Et sous les yeux ébahis du staff et d’Antigone qui nous avait rejoint.e.s dans sa belle toge noire, je brandis cet intéressant cocktail de sonnets noirs, de Shakespeare à nos jours ou presque. Sans plus attendre que le Petit Chaperon Rouge se remette à chantonner, j’y prélevai quelques ingrédients propres à lui montrer la noirceur de la vie, les lui appliquant en cataplasme sur ses belles joues rouges. Je commençai par extraire l’excès de plasma rouge dont elle souffre en lui rappelant avec Shakespeare (l’ensemble du traitement est anglais) que qu’à la fin on est cette chose « vidée de son sang par les heures », puis l’avertis qu’on n’avait pas trop le temps de musarder en route car « l’airain pas plus que le roc, la terre ou la mer sans bornes n’échappent à l’empire de la mort », et qu’elle ne se croie pas la plus jolie des créatures malgré tout ce que peut lui dire sa mère qui l’aime beaucoup : « Ta glace te montrera que ta beauté se fane ». Quant aux oiseaux qui accompagnent ses promenades dans les bois « s’ils chantent, c’est tellement en sourdine que les feuilles pâlissent, craignant l’hiver en gésine ». D’ailleurs, pas la peine d’espérer : « personne ne sait se dérober au ciel qui mène à cet enfer » et, pour ceux qui lui parleraient du corail « plus rouge que le rouge de ses lèvres », qu’elle leur réponde que « si la neige est blanche, ses tétons sont bruns, pas de fils d’or mais des fils noirs dans ses tresses ». Eh oui, mon petit Chaperon « toi qui noir comme l’Enfer es brune comme la nuit ». À ce premier traitement en intraveineuse, j’ai ajouté en prise orale quelques autres composantes : quelques milligrammes de Dante Gabriel Rosetti pour « la nue sombre de la Mort » et le « gris du Tartare qui me glace et là-bas, au loin là-bas les nuits à venir loin des jours qui furent », une bithérapie Oscar Wilde et ses « lèvres délétères qu’ont les hommes quand ils embrassent en Enfer » associé à Lord Alfred Douglas pour un « grand oiseau aux ailes de plomb, un oiseau noir ». J’ai enfin prescrit en traitement de fond une application régulière d’Edna St. Vincent Millay, qui offre un parfait antidote aux forêts joyeuses de la rouge patiente : « dans l’hiver se dresse l’arbre solitaire qui ne sait quels oiseaux un par un sont partis mais connaît maintenant le silence des ramures ». En cas de rechute vers le carmin, j’ai indiqué une piqûre de Gamel Woolsey toujours efficace : « Des montagnes creuses reviennent les échos où les voix des morts me répondent ».

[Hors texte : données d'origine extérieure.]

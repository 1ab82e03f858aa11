//! Exhaustive enumeration of binary decisions.
//!
//! Code under test asks a shared [`DecisionSpace`] whether to take each
//! optional branch (usually "inject a fault here"). Running that code
//! repeatedly, advancing the space after every run, visits every
//! combination of decisions exactly once, without knowing up front how many
//! decisions a run makes.

use parking_lot::Mutex;
use std::sync::Arc;
use tracing::trace;

/// A lazily growing binary counter over the decisions of one run.
#[derive(Debug, Default, Clone)]
pub struct DecisionSpace {
    path: Vec<bool>,
    cursor: usize,
}

impl DecisionSpace {
    /// Creates an empty space.
    pub fn new() -> Self {
        Self::default()
    }

    /// Makes the next decision of the current run.
    ///
    /// Replays the recorded path; past its end, records and returns `false`.
    pub fn decide(&mut self) -> bool {
        if self.cursor == self.path.len() {
            self.path.push(false);
        }
        let decision = self.path[self.cursor];
        self.cursor += 1;
        decision
    }

    /// Returns true if the current run has made any decision.
    pub fn has_decided(&self) -> bool {
        self.cursor > 0
    }

    /// Returns true if any recorded decision is `true`.
    pub fn has_decided_affirmatively(&self) -> bool {
        self.path.contains(&true)
    }

    /// Moves to the next combination.
    ///
    /// Flips the last `false` to `true` and drops everything after it.
    /// Returns `false`, with the path cleared, once every combination has
    /// been visited.
    pub fn advance(&mut self) -> bool {
        self.cursor = 0;
        match self.path.iter().rposition(|decision| !decision) {
            Some(last) => {
                self.path.truncate(last + 1);
                self.path[last] = true;
                true
            }
            None => {
                self.path.clear();
                false
            }
        }
    }

    /// Returns the decisions recorded so far.
    pub fn path(&self) -> &[bool] {
        &self.path
    }
}

/// Repeats `run` until every path through `space` has been visited.
///
/// Returns the number of runs. `run` must not hold the lock on `space`
/// while calling into code that decides.
pub fn explore(space: &Arc<Mutex<DecisionSpace>>, mut run: impl FnMut()) -> usize {
    let mut runs = 0;
    loop {
        run();
        runs += 1;
        let mut space = space.lock();
        trace!(run = runs, path = ?space.path(), "decision path explored");
        if !space.advance() {
            return runs;
        }
    }
}

#[cfg(test)]
mod tests {
    use super::*;
    use std::collections::HashSet;

    #[test]
    fn fixed_depth_visits_every_combination_once() {
        let space = Arc::new(Mutex::new(DecisionSpace::new()));
        let mut seen = HashSet::new();
        let runs = explore(&space, || {
            let mut space = space.lock();
            let combination: Vec<bool> = (0..3).map(|_| space.decide()).collect();
            assert!(seen.insert(combination));
        });

        assert_eq!(runs, 8);
        assert_eq!(seen.len(), 8);
        assert!(space.lock().path().is_empty());
    }

    #[test]
    fn binary_counter_order() {
        let mut space = DecisionSpace::new();
        let mut order = Vec::new();
        loop {
            order.push((space.decide(), space.decide()));
            if !space.advance() {
                break;
            }
        }
        assert_eq!(
            order,
            vec![(false, false), (false, true), (true, false), (true, true)]
        );
    }

    #[test]
    fn depth_may_depend_on_earlier_decisions() {
        // The second decision is only made when the first is false.
        let space = Arc::new(Mutex::new(DecisionSpace::new()));
        let mut leaves = Vec::new();
        let runs = explore(&space, || {
            let mut space = space.lock();
            let leaf = if space.decide() {
                vec![true]
            } else {
                vec![false, space.decide()]
            };
            leaves.push(leaf);
        });

        assert_eq!(runs, 3);
        assert_eq!(
            leaves,
            vec![vec![false, false], vec![false, true], vec![true]]
        );
    }

    #[test]
    fn no_decisions_means_one_run() {
        let space = Arc::new(Mutex::new(DecisionSpace::new()));
        let runs = explore(&space, || {});
        assert_eq!(runs, 1);
    }

    #[test]
    fn decision_flags() {
        let mut space = DecisionSpace::new();
        assert!(!space.has_decided());
        assert!(!space.decide());
        assert!(space.has_decided());
        assert!(!space.has_decided_affirmatively());

        assert!(space.advance());
        assert!(!space.has_decided());
        assert!(space.has_decided_affirmatively());
        assert!(space.decide());
        assert!(!space.advance());
    }

    #[test]
    fn replay_is_exact() {
        let mut space = DecisionSpace::new();
        space.decide();
        space.decide();
        space.decide();
        assert!(space.advance());
        assert_eq!(space.path(), &[false, false, true]);
        assert_eq!(
            (space.decide(), space.decide(), space.decide()),
            (false, false, true)
        );
        // Decisions past the recorded path extend it.
        assert!(!space.decide());
        assert_eq!(space.path().len(), 4);
    }
}
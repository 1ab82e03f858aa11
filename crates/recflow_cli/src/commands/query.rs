//! Query command: runs a paginated query against a seeded mock.

use super::TraceEntry;
use recflow_core::{Demand, FlowResult, OperationConfig, Publisher, Query, Record, Recorder};
use recflow_testkit::{numbers, seeded_cloud, TestDatabase, NOTE};
use serde::Serialize;
use tracing::debug;

/// Outcome of one query run.
#[derive(Debug, Serialize)]
pub struct QueryResult {
    /// Records seeded into the mock.
    pub seeded: usize,
    /// Results limit per page.
    pub page_size: usize,
    /// Demand signalled, or `"unlimited"`.
    pub demand: String,
    /// Items delivered.
    pub delivered: usize,
    /// Page operations issued.
    pub pages: usize,
    /// Whether the stream reached a terminal emission.
    pub finished: bool,
    /// Every emission, in delivery order.
    pub trace: Vec<TraceEntry>,
}

/// Runs the query command.
pub fn run(
    items: usize,
    page_size: usize,
    demand: Option<u64>,
    format: &str,
) -> Result<(), Box<dyn std::error::Error>> {
    let result = execute(items, page_size, demand)?;

    match format {
        "json" => {
            println!("{}", serde_json::to_string_pretty(&result)?);
        }
        _ => {
            print_text_output(&result);
        }
    }

    Ok(())
}

/// Seeds a mock with `items` notes and queries them `page_size` at a time.
pub fn execute(items: usize, page_size: usize, demand: Option<u64>) -> FlowResult<QueryResult> {
    let test_db = TestDatabase::inline(seeded_cloud(items));
    debug!(items, "seeded mock cloud");

    let config = OperationConfig::new().with_results_limit(page_size);
    let query = test_db.query(Query::new(NOTE), config)?;
    let demand = demand.map_or_else(Demand::unlimited, Demand::max);

    let recorder: Recorder<_, Record> = Recorder::new();
    query.subscribe(recorder.clone()).request(demand);

    let trace = recorder
        .emissions()
        .iter()
        .map(|emission| {
            TraceEntry::from_emission(emission, |record| {
                numbers(std::slice::from_ref(record))
                    .first()
                    .map_or_else(|| record.id.to_string(), |n| format!("n={n}"))
            })
        })
        .collect();

    Ok(QueryResult {
        seeded: items,
        page_size,
        demand: demand.to_string(),
        delivered: recorder.items().len(),
        pages: test_db.cloud.operations(),
        finished: recorder.terminal_count() > 0,
        trace,
    })
}

fn print_text_output(result: &QueryResult) {
    println!("Query");
    println!("=====");
    println!("Seeded:    {}", result.seeded);
    println!("Page size: {}", result.page_size);
    println!("Demand:    {}", result.demand);
    println!();

    for entry in &result.trace {
        println!("  {entry}");
    }
    println!();

    println!("Delivered: {}", result.delivered);
    println!("Pages:     {}", result.pages);
    if !result.finished {
        println!("Stream still open, waiting for demand");
    }
}
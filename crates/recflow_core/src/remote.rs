//! The remote collaborator boundary.
//!
//! The remote service is reached through operations built by an
//! [`OperationFactory`] (and [`RecordOperations`] for record-only calls).
//! Each builder receives the callbacks for its completion shape and returns
//! a [`RemoteOperation`] that does nothing until started:
//!
//! - single result: one `FlowResult<T>`
//! - batch result: one `FlowResult<collection>`
//! - per-item: progress and completion per item, then one batch result
//! - paginated: zero or more items, then one `FlowResult<Option<Cursor>>`
//!
//! Nullable `(result, error)` pairs are converted with
//! [`outcome_from_parts`](crate::error::outcome_from_parts) before reaching
//! these callbacks.

use crate::config::OperationConfig;
use crate::error::FlowResult;
use crate::model::{Cursor, Query, Record, RecordId, Resource};
use parking_lot::Mutex;
use std::collections::HashMap;
use std::sync::atomic::{AtomicBool, AtomicUsize, Ordering};
use std::sync::Arc;

/// One remote call that can be started and cancelled.
pub trait RemoteOperation: Send + Sync {
    /// Begins the remote call.
    fn start(&self);

    /// Asks the remote call to stop.
    fn cancel(&self);
}

/// Callback for a single-result call.
pub type SingleCallback<T> = Box<dyn FnOnce(FlowResult<T>) + Send>;

/// Callback for a batch-result call.
pub type BatchCallback<C> = Box<dyn FnOnce(FlowResult<C>) + Send>;

/// Callbacks for a call that reports each item separately.
pub struct ItemCallbacks<K, T, B> {
    /// Progress of one item as a fraction in `0.0..=1.0`.
    pub progress: Box<dyn FnMut(K, f64) + Send>,
    /// Completion of one item.
    pub item: Box<dyn FnMut(K, FlowResult<T>) + Send>,
    /// Completion of the whole batch.
    pub batch: BatchCallback<B>,
}

/// Callbacks of a modify call: saved items one by one, deleted ids at the end.
pub type ModifyCallbacks<R> =
    ItemCallbacks<<R as Resource>::Id, R, Vec<<R as Resource>::Id>>;

/// Callbacks of a tracked fetch: fetched items one by one, the mapping at the end.
pub type FetchCallbacks<R> =
    ItemCallbacks<<R as Resource>::Id, R, HashMap<<R as Resource>::Id, R>>;

/// Callbacks for one page of a paginated call.
pub struct PageCallbacks<T> {
    /// One fetched item.
    pub item: Box<dyn FnMut(T) + Send>,
    /// Completion of the page: the next cursor, or `None` when exhausted.
    pub complete: BatchCallback<Option<Cursor>>,
}

/// Builds remote operations for one resource type.
pub trait OperationFactory<R: Resource>: Send + Sync + 'static {
    /// Saves one resource through the convenience call.
    fn save_one(&self, resource: R, callback: SingleCallback<R>) -> Arc<dyn RemoteOperation>;

    /// Fetches one resource through the convenience call.
    fn fetch_one(&self, id: R::Id, callback: SingleCallback<R>) -> Arc<dyn RemoteOperation>;

    /// Deletes one resource through the convenience call.
    fn delete_one(&self, id: R::Id, callback: SingleCallback<R::Id>)
        -> Arc<dyn RemoteOperation>;

    /// Fetches every resource of this type.
    fn fetch_all(&self, callback: BatchCallback<Vec<R>>) -> Arc<dyn RemoteOperation>;

    /// Fetches resources by id.
    fn fetch_many(
        &self,
        ids: Vec<R::Id>,
        callback: BatchCallback<HashMap<R::Id, R>>,
    ) -> Arc<dyn RemoteOperation>;

    /// Saves and deletes resources in one batch.
    fn modify(
        &self,
        saves: Vec<R>,
        deletes: Vec<R::Id>,
        config: &OperationConfig,
        callbacks: ModifyCallbacks<R>,
    ) -> Arc<dyn RemoteOperation>;
}

/// Builds record-only remote operations.
pub trait RecordOperations: Send + Sync + 'static {
    /// Fetches records by id, reporting progress per record.
    fn fetch_records(
        &self,
        ids: Vec<RecordId>,
        callbacks: FetchCallbacks<Record>,
    ) -> Arc<dyn RemoteOperation>;

    /// Fetches one page of query results.
    fn query_page(
        &self,
        query: &Query,
        cursor: Option<Cursor>,
        limit: usize,
        callbacks: PageCallbacks<Record>,
    ) -> Arc<dyn RemoteOperation>;
}

/// Cancellation flag handed to a [`ScriptedOperation`] body.
#[derive(Debug, Clone, Default)]
pub struct CancelFlag(Arc<AtomicBool>);

impl CancelFlag {
    /// Returns true once the operation was cancelled.
    pub fn is_cancelled(&self) -> bool {
        self.0.load(Ordering::SeqCst)
    }
}

type Body = Box<dyn FnOnce(CancelFlag) + Send>;

/// A remote operation backed by a closure.
///
/// The body runs on the thread that starts the operation and receives the
/// operation's [`CancelFlag`]. Starting twice runs the body once.
pub struct ScriptedOperation {
    body: Mutex<Option<Body>>,
    cancel_flag: CancelFlag,
    started: AtomicBool,
    cancellations: AtomicUsize,
}

impl ScriptedOperation {
    /// Creates an operation that runs `body` when started.
    pub fn new(body: impl FnOnce(CancelFlag) + Send + 'static) -> Arc<Self> {
        Arc::new(Self {
            body: Mutex::new(Some(Box::new(body))),
            cancel_flag: CancelFlag::default(),
            started: AtomicBool::new(false),
            cancellations: AtomicUsize::new(0),
        })
    }

    /// Returns true once the operation was started.
    pub fn was_started(&self) -> bool {
        self.started.load(Ordering::SeqCst)
    }

    /// Returns how many cancel requests reached this operation.
    pub fn cancellations(&self) -> usize {
        self.cancellations.load(Ordering::SeqCst)
    }
}

impl RemoteOperation for ScriptedOperation {
    fn start(&self) {
        self.started.store(true, Ordering::SeqCst);
        let body = self.body.lock().take();
        if let Some(body) = body {
            body(self.cancel_flag.clone());
        }
    }

    fn cancel(&self) {
        self.cancellations.fetch_add(1, Ordering::SeqCst);
        self.cancel_flag.0.store(true, Ordering::SeqCst);
    }
}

– Elle est moins rouge, a remarqué Marcel qui n’était plus fâché.e.
– Vous auriez un reste du traitement pour mes Schtroumphs ? a demandé le Dr B.
– Quand même c’est un peu sombre, a dit le Dr P.
– Oui mais…, ai-je commencé.
– La vie aussi est sombre, a fini Antigone.
– Et puis quand il n’y a pas de noir, il y a moins de poésie, ai-je fait remarquer. Vous ne voulez pas décourager l’industrie pharmaceutique tout de même ?
« Un bonheur en amont, une peste en aval », a régurgité le Petit Chaperon Rouge.
– Vous voyez ? Elle ne croira plus que les loups sont gentils…
– C’est vrai qu’elle va mieux à présent, a dit le Dr P. Elle ouvre les yeux dans le noir.

Dr Sophie Rabau,
Ancienne Interne des bibliothèques de Paris
Professeure agrégée de médecine littéraire ancienne et moderne.
Cheffe de clinique en lutte à l’Université Paris 3.
Compétence en phoniatrie littéraire.